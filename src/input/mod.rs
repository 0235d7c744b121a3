//! Controller input.
//!
//! `Joystick` owns the connection to one physical controller and keeps a
//! [`ControllerState`] current by draining backend events once per
//! [`poll`](Joystick::poll). It handles:
//! - device selection at startup (configured index, else device 0, else
//!   deviceless with neutral controls),
//! - hot-plug (attach while disconnected, detach resets to neutral),
//! - eager recomputation of the derived pan/tilt/zoom channels on every
//!   axis event, so the derived values can never lag the axes they were
//!   computed from,
//! - edge-triggered button reporting, both as returned events and through
//!   an optional synchronous press callback.
//!
//! Backends:
//! - `scripted`: queue-fed synthetic controller for development and
//!   tests without hardware.
//! - `input-sdl2` feature: real controllers via the SDL2 joystick
//!   subsystem.

use anyhow::Result;
use std::collections::VecDeque;

pub mod normalize;
#[cfg(feature = "input-sdl2")]
mod sdl;

pub use normalize::{normalize_axis, Calibration};

/// A raw controller snapshot plus the derived control channels.
#[derive(Clone, Debug, Default)]
pub struct ControllerState {
    pub connected: bool,
    pub name: String,
    /// Raw axis values, normalized to `[-1, 1]`.
    pub axes: Vec<f32>,
    pub buttons: Vec<bool>,
    pub hats: Vec<i8>,
    /// Derived channels, recomputed from the raw axes and the calibration
    /// on every axis event.
    pub pan: f32,
    pub tilt: f32,
    pub zoom: f32,
}

/// A button edge observed during [`Joystick::poll`].
#[derive(Clone, Copy, Debug, PartialEq, Eq)]
pub struct ButtonEvent {
    pub button: usize,
    pub pressed: bool,
}

/// Raw event produced by an input backend (or injected into the scripted
/// one).
#[derive(Clone, Debug, PartialEq)]
pub enum RawInputEvent {
    DeviceAdded { index: u32 },
    DeviceRemoved { instance: i32 },
    Axis { instance: i32, axis: usize, value: f32 },
    Button { instance: i32, button: usize, pressed: bool },
    Hat { instance: i32, hat: usize, value: i8 },
}

/// Description of an opened device.
#[derive(Clone, Debug)]
pub struct DeviceDesc {
    pub instance: i32,
    pub name: String,
    pub axes: usize,
    pub buttons: usize,
    pub hats: usize,
}

type ButtonCallback = Box<dyn FnMut(usize, bool)>;

/// A polled controller with instance-owned calibration.
pub struct Joystick {
    backend: InputBackend,
    calibration: Calibration,
    state: ControllerState,
    instance: Option<i32>,
    callback: Option<ButtonCallback>,
}

enum InputBackend {
    /// No input subsystem; controls read neutral forever.
    Null,
    Scripted(ScriptedPad),
    #[cfg(feature = "input-sdl2")]
    Sdl(sdl::SdlPad),
}

impl Joystick {
    /// Open the input subsystem and attach a device.
    ///
    /// Tries `device_index` first, then device 0, then proceeds without a
    /// device (neutral controls, hot-plug will attach later). An empty
    /// enumeration is not an error; only a failure to bring up the input
    /// subsystem itself is, and the caller decides what to do with it.
    /// Without a compiled-in input backend this always succeeds
    /// deviceless.
    #[allow(unused_variables)]
    pub fn open(calibration: Calibration, device_index: u32) -> Result<Self> {
        let calibration = calibration.sanitized();
        #[cfg(feature = "input-sdl2")]
        {
            let backend = sdl::SdlPad::init()?;
            let mut joystick = Self::with_backend(InputBackend::Sdl(backend), calibration);
            for (index, name) in joystick.device_names().iter().enumerate() {
                log::info!("  [{}] {}", index, name);
            }
            joystick.attach_initial(device_index);
            Ok(joystick)
        }
        #[cfg(not(feature = "input-sdl2"))]
        {
            log::info!("no input backend compiled in; controls read neutral");
            Ok(Self::with_backend(InputBackend::Null, calibration))
        }
    }

    /// A joystick with no backend at all. Controls read neutral forever.
    pub fn disconnected(calibration: Calibration) -> Self {
        Self::with_backend(InputBackend::Null, calibration.sanitized())
    }

    /// A scripted joystick for development and tests without hardware.
    /// One synthetic device is attached immediately; feed it with
    /// [`push_scripted`](Joystick::push_scripted).
    pub fn scripted(calibration: Calibration) -> Self {
        let mut joystick = Self::with_backend(
            InputBackend::Scripted(ScriptedPad::default()),
            calibration.sanitized(),
        );
        joystick.attach_initial(0);
        joystick
    }

    fn with_backend(backend: InputBackend, calibration: Calibration) -> Self {
        Self {
            backend,
            calibration,
            state: ControllerState::default(),
            instance: None,
            callback: None,
        }
    }

    /// Names of currently attached devices, for operator listings.
    pub fn device_names(&self) -> Vec<String> {
        match &self.backend {
            InputBackend::Null => Vec::new(),
            InputBackend::Scripted(pad) => pad.device_names(),
            #[cfg(feature = "input-sdl2")]
            InputBackend::Sdl(pad) => pad.device_names(),
        }
    }

    /// Register a callback invoked synchronously from [`poll`] on button
    /// *press* edges (releases are reported only through the returned
    /// events).
    ///
    /// [`poll`]: Joystick::poll
    pub fn set_button_callback(&mut self, callback: impl FnMut(usize, bool) + 'static) {
        self.callback = Some(Box::new(callback));
    }

    /// Inject an event into the scripted backend. Ignored (with a log
    /// notice) on other backends.
    pub fn push_scripted(&mut self, event: RawInputEvent) {
        match &mut self.backend {
            InputBackend::Scripted(pad) => pad.queue.push_back(event),
            _ => log::warn!("push_scripted on a non-scripted input backend; ignored"),
        }
    }

    pub fn state(&self) -> &ControllerState {
        &self.state
    }

    pub fn is_connected(&self) -> bool {
        self.state.connected
    }

    pub fn calibration(&self) -> &Calibration {
        &self.calibration
    }

    /// Drain all pending backend events once and return the button edges
    /// observed, in order.
    pub fn poll(&mut self) -> Vec<ButtonEvent> {
        let events = match &mut self.backend {
            InputBackend::Null => Vec::new(),
            InputBackend::Scripted(pad) => pad.queue.drain(..).collect(),
            #[cfg(feature = "input-sdl2")]
            InputBackend::Sdl(pad) => pad.drain(),
        };

        let mut edges = Vec::new();
        for event in events {
            match event {
                RawInputEvent::DeviceAdded { index } => {
                    // Accepted only while no device is open.
                    if self.instance.is_none() {
                        self.attach(index);
                    }
                }
                RawInputEvent::DeviceRemoved { instance } => {
                    if self.instance == Some(instance) {
                        self.detach();
                    }
                }
                RawInputEvent::Axis {
                    instance,
                    axis,
                    value,
                } => {
                    if self.instance != Some(instance) {
                        continue;
                    }
                    if let Some(slot) = self.state.axes.get_mut(axis) {
                        *slot = value.clamp(-1.0, 1.0);
                    }
                    self.recompute_derived();
                }
                RawInputEvent::Button {
                    instance,
                    button,
                    pressed,
                } => {
                    if self.instance != Some(instance) {
                        continue;
                    }
                    if let Some(slot) = self.state.buttons.get_mut(button) {
                        *slot = pressed;
                    }
                    edges.push(ButtonEvent { button, pressed });
                    if pressed {
                        if let Some(callback) = &mut self.callback {
                            callback(button, pressed);
                        }
                    }
                }
                RawInputEvent::Hat {
                    instance,
                    hat,
                    value,
                } => {
                    if self.instance != Some(instance) {
                        continue;
                    }
                    if let Some(slot) = self.state.hats.get_mut(hat) {
                        *slot = value;
                    }
                }
            }
        }
        edges
    }

    fn attach_initial(&mut self, device_index: u32) {
        let count = self.device_count();
        if count == 0 {
            log::info!("no controllers attached; waiting for hot-plug");
            return;
        }
        if device_index < count {
            self.attach(device_index);
        } else {
            log::info!(
                "configured controller index {} not found, using device 0",
                device_index
            );
            self.attach(0);
        }
    }

    fn device_count(&self) -> u32 {
        match &self.backend {
            InputBackend::Null => 0,
            InputBackend::Scripted(pad) => pad.device_count(),
            #[cfg(feature = "input-sdl2")]
            InputBackend::Sdl(pad) => pad.device_count(),
        }
    }

    fn attach(&mut self, index: u32) {
        let opened = match &mut self.backend {
            InputBackend::Null => return,
            InputBackend::Scripted(pad) => pad.open_device(index),
            #[cfg(feature = "input-sdl2")]
            InputBackend::Sdl(pad) => pad.open_device(index),
        };
        match opened {
            Ok(desc) => {
                log::info!(
                    "controller connected: {} (axes: {}, buttons: {}, hats: {})",
                    desc.name,
                    desc.axes,
                    desc.buttons,
                    desc.hats
                );
                self.instance = Some(desc.instance);
                self.state = ControllerState {
                    connected: true,
                    name: desc.name,
                    axes: vec![0.0; desc.axes],
                    buttons: vec![false; desc.buttons],
                    hats: vec![0; desc.hats],
                    ..ControllerState::default()
                };
            }
            Err(err) => {
                log::warn!("failed to open controller {}: {:#}", index, err);
            }
        }
    }

    fn detach(&mut self) {
        log::info!("controller disconnected: {}", self.state.name);
        match &mut self.backend {
            InputBackend::Null => {}
            InputBackend::Scripted(pad) => pad.close_device(),
            #[cfg(feature = "input-sdl2")]
            InputBackend::Sdl(pad) => pad.close_device(),
        }
        self.instance = None;
        self.state = ControllerState::default();
    }

    /// Recompute pan/tilt/zoom from the raw axes. Called on every axis
    /// event rather than lazily on read, so a reader can never observe
    /// derived values stale relative to the axes.
    fn recompute_derived(&mut self) {
        let cal = &self.calibration;
        let axes = &self.state.axes;
        let axis = |index: usize| axes.get(index).copied().unwrap_or(0.0);
        let pan = normalize_axis(
            axis(cal.pan_axis),
            cal.deadzone,
            cal.sensitivity,
            cal.invert_pan,
        );
        let tilt = normalize_axis(
            axis(cal.tilt_axis),
            cal.deadzone,
            cal.sensitivity,
            cal.invert_tilt,
        );
        // Zoom has no inversion.
        let zoom = normalize_axis(axis(cal.zoom_axis), cal.deadzone, cal.sensitivity, false);
        self.state.pan = pan;
        self.state.tilt = tilt;
        self.state.zoom = zoom;
    }
}

// ----------------------------------------------------------------------------
// Scripted backend
// ----------------------------------------------------------------------------

/// Synthetic controller: events are whatever the caller queues, the
/// "hardware" is a fixed eight-axis pad.
#[derive(Default)]
struct ScriptedPad {
    queue: VecDeque<RawInputEvent>,
}

impl ScriptedPad {
    fn device_count(&self) -> u32 {
        1
    }

    fn device_names(&self) -> Vec<String> {
        vec!["scripted pad".to_string()]
    }

    fn open_device(&mut self, _index: u32) -> Result<DeviceDesc> {
        Ok(DeviceDesc {
            instance: 0,
            name: "scripted pad".to_string(),
            axes: 8,
            buttons: 12,
            hats: 1,
        })
    }

    fn close_device(&mut self) {}
}

// ----------------------------------------------------------------------------
// Tests
// ----------------------------------------------------------------------------
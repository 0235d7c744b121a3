//! Live-feed acquisition.
//!
//! `FrameSource` owns the capture handle and a dedicated background thread
//! that keeps the feed alive for the lifetime of the component:
//!
//! ```text
//! Closed -> Opening -> Streaming -> (failure) -> Reconnecting -> Opening -> ...
//! ```
//!
//! Every capture error is non-fatal: open and read failures are logged,
//! the handle is released, and the thread retries forever with a fixed
//! delay. A training session is expected to ride out transient link drops
//! without operator intervention; callers needing a retry bound must
//! impose one externally.
//!
//! Shutdown is cooperative: a stop flag checked once per loop iteration,
//! then a join. The capture handle lives on the acquisition thread and is
//! released before the join returns, so no other thread can ever touch a
//! closed handle.

use anyhow::Result;
use std::sync::atomic::{AtomicBool, AtomicU32, AtomicU64, Ordering};
use std::sync::Arc;
use std::thread::JoinHandle;
use std::time::Duration;

use crate::capture::{Capture, CaptureConfig};
use crate::frame::FrameChannel;

/// Connection state of the live feed, readable from any thread.
/// Transitions happen only on the acquisition thread.
#[derive(Clone, Copy, Debug, PartialEq, Eq)]
pub enum AcquisitionState {
    Disconnected,
    Connected,
}

/// Configuration for a [`FrameSource`].
#[derive(Clone, Debug)]
pub struct SourceConfig {
    /// Source descriptor: device index, URI/path, or `stub://` scheme.
    pub source: String,
    /// Desired frame width (hint; the source may negotiate differently).
    pub width: u32,
    /// Desired frame height (hint).
    pub height: u32,
    /// Desired frame rate (hint).
    pub fps: f64,
    /// Delay between reconnect attempts after a failure.
    pub reconnect_delay: Duration,
}

impl Default for SourceConfig {
    fn default() -> Self {
        Self {
            source: "0".to_string(),
            width: 1280,
            height: 720,
            fps: 30.0,
            reconnect_delay: Duration::from_millis(3000),
        }
    }
}

#[derive(Default)]
struct SharedProps {
    connected: AtomicBool,
    width: AtomicU32,
    height: AtomicU32,
    fps_bits: AtomicU64,
    frames_published: AtomicU64,
}

impl SharedProps {
    fn set_fps(&self, fps: f64) {
        self.fps_bits.store(fps.to_bits(), Ordering::Relaxed);
    }

    fn fps(&self) -> f64 {
        f64::from_bits(self.fps_bits.load(Ordering::Relaxed))
    }
}

/// Background acquisition thread feeding a [`FrameChannel`].
///
/// Construction starts the thread; [`shutdown`](FrameSource::shutdown)
/// (also run on drop) signals it, joins it, and releases the handle on
/// every exit path.
pub struct FrameSource {
    shared: Arc<SharedProps>,
    stop: Arc<AtomicBool>,
    join: Option<JoinHandle<()>>,
}

impl FrameSource {
    /// Build the capture backend for `config.source` and start acquiring
    /// into `channel`.
    ///
    /// The first open attempt happens immediately on the background
    /// thread. Failure to open is not an error here: the source stays
    /// [`Disconnected`](AcquisitionState::Disconnected) and keeps
    /// retrying while the caller proceeds in degraded mode. The only
    /// construction error is a descriptor no compiled-in backend can
    /// serve.
    pub fn spawn(config: SourceConfig, channel: FrameChannel) -> Result<Self> {
        let capture = Capture::new(CaptureConfig {
            source: config.source.clone(),
            width: config.width,
            height: config.height,
            fps: config.fps,
        })?;

        let shared = Arc::new(SharedProps::default());
        let stop = Arc::new(AtomicBool::new(false));
        let join = {
            let shared = shared.clone();
            let stop = stop.clone();
            let reconnect_delay = config.reconnect_delay;
            std::thread::spawn(move || {
                acquisition_loop(capture, channel, shared, stop, reconnect_delay);
            })
        };

        Ok(Self {
            shared,
            stop,
            join: Some(join),
        })
    }

    pub fn state(&self) -> AcquisitionState {
        if self.shared.connected.load(Ordering::Relaxed) {
            AcquisitionState::Connected
        } else {
            AcquisitionState::Disconnected
        }
    }

    pub fn is_connected(&self) -> bool {
        self.state() == AcquisitionState::Connected
    }

    /// Negotiated frame width; 0 until the first successful open.
    pub fn width(&self) -> u32 {
        self.shared.width.load(Ordering::Relaxed)
    }

    /// Negotiated frame height; 0 until the first successful open.
    pub fn height(&self) -> u32 {
        self.shared.height.load(Ordering::Relaxed)
    }

    /// Negotiated frame rate; 0.0 until the first successful open.
    /// Recording must be started with these values for consistent output.
    pub fn fps(&self) -> f64 {
        self.shared.fps()
    }

    /// Total frames published across all connections.
    pub fn frames_published(&self) -> u64 {
        self.shared.frames_published.load(Ordering::Relaxed)
    }

    /// Signal the acquisition thread and join it. The capture handle is
    /// released by the thread before this returns. Idempotent.
    pub fn shutdown(&mut self) {
        self.stop.store(true, Ordering::Relaxed);
        if let Some(join) = self.join.take() {
            if join.join().is_err() {
                log::error!("acquisition thread panicked during shutdown");
            }
        }
        self.shared.connected.store(false, Ordering::Relaxed);
    }
}

impl Drop for FrameSource {
    fn drop(&mut self) {
        self.shutdown();
    }
}

fn acquisition_loop(
    mut capture: Capture,
    channel: FrameChannel,
    shared: Arc<SharedProps>,
    stop: Arc<AtomicBool>,
    reconnect_delay: Duration,
) {
    while !stop.load(Ordering::Relaxed) {
        if !capture.is_open() {
            match capture.open() {
                Ok(props) => {
                    shared.width.store(props.width, Ordering::Relaxed);
                    shared.height.store(props.height, Ordering::Relaxed);
                    shared.set_fps(props.fps);
                    shared.connected.store(true, Ordering::Relaxed);
                }
                Err(err) => {
                    log::debug!("live feed open failed: {:#}", err);
                    std::thread::sleep(reconnect_delay);
                }
            }
            continue;
        }

        match capture.read_frame() {
            Ok(frame) => {
                channel.publish(frame);
                shared.frames_published.fetch_add(1, Ordering::Relaxed);
                // Brief idle between reads bounds CPU without hurting latency.
                std::thread::sleep(Duration::from_millis(1));
            }
            Err(err) => {
                log::warn!(
                    "live feed {} dropped: {:#}; reconnecting",
                    capture.describe(),
                    err
                );
                capture.close();
                shared.connected.store(false, Ordering::Relaxed);
            }
        }
    }

    // Release the handle on the owning thread, before shutdown's join
    // returns.
    capture.close();
    shared.connected.store(false, Ordering::Relaxed);
}

// ----------------------------------------------------------------------------
// Tests
// ----------------------------------------------------------------------------

#[cfg(test)]
mod tests {
    use super::*;
    use std::time::Instant;

    fn stub_source(descriptor: &str) -> SourceConfig {
        SourceConfig {
            source: descriptor.to_string(),
            width: 32,
            height: 16,
            fps: 500.0,
            reconnect_delay: Duration::from_millis(5),
        }
    }

    fn wait_until(deadline: Duration, mut condition: impl FnMut() -> bool) -> bool {
        let start = Instant::now();
        while start.elapsed() < deadline {
            if condition() {
                return true;
            }
            std::thread::sleep(Duration::from_millis(2));
        }
        false
    }

    #[test]
    fn streams_frames_into_the_channel() -> Result<()> {
        let channel = FrameChannel::new();
        let mut source = FrameSource::spawn(stub_source("stub://cam"), channel.clone())?;

        assert!(wait_until(Duration::from_secs(2), || channel
            .latest()
            .is_some()));
        assert!(source.is_connected());
        assert_eq!(source.width(), 32);
        assert_eq!(source.height(), 16);
        assert!(source.fps() > 0.0);

        source.shutdown();
        Ok(())
    }

    #[test]
    fn recovers_after_scripted_open_failures() -> Result<()> {
        let channel = FrameChannel::new();
        let mut source = FrameSource::spawn(stub_source("stub://cam?fail_opens=3"), channel)?;

        // Three failed opens, three reconnect delays, then Streaming.
        assert!(wait_until(Duration::from_secs(2), || source.is_connected()));
        assert!(wait_until(Duration::from_secs(2), || {
            source.frames_published() > 0
        }));

        source.shutdown();
        assert_eq!(source.state(), AcquisitionState::Disconnected);
        Ok(())
    }

    #[test]
    fn reconnects_after_stream_end() -> Result<()> {
        let channel = FrameChannel::new();
        let mut source = FrameSource::spawn(stub_source("stub://cam?max_frames=3"), channel)?;

        // More frames than one connection can deliver proves a reconnect.
        assert!(wait_until(Duration::from_secs(4), || {
            source.frames_published() > 6
        }));

        source.shutdown();
        Ok(())
    }

    #[test]
    fn shutdown_while_disconnected_joins_cleanly() -> Result<()> {
        let channel = FrameChannel::new();
        let mut source = FrameSource::spawn(stub_source("stub://cam?fail_opens=100000"), channel)?;

        std::thread::sleep(Duration::from_millis(20));
        assert!(!source.is_connected());
        source.shutdown();
        // Idempotent.
        source.shutdown();
        Ok(())
    }

    #[test]
    fn zero_fps_hint_reports_default_rate() -> Result<()> {
        let channel = FrameChannel::new();
        let mut config = stub_source("stub://cam");
        config.fps = 0.0;
        let mut source = FrameSource::spawn(config, channel)?;

        assert!(wait_until(Duration::from_secs(2), || source.is_connected()));
        assert_eq!(source.fps(), crate::frame::DEFAULT_FPS);

        source.shutdown();
        Ok(())
    }

    #[test]
    fn unsupported_descriptor_fails_at_spawn() {
        let channel = FrameChannel::new();
        let result = FrameSource::spawn(stub_source("stub://cam?bogus=1"), channel);
        assert!(result.is_err());
    }
}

→ ACTIVITY:
Pick each line holding "values" out of the entries above and return it.

→ EXERCISE RESPONSE:
//!   axis event, so the derived values can never lag the axes they were
    /// Raw axis values, normalized to `[-1, 1]`.
    /// derived values stale relative to the axes.
    /// Recording must be started with these values for consistent output.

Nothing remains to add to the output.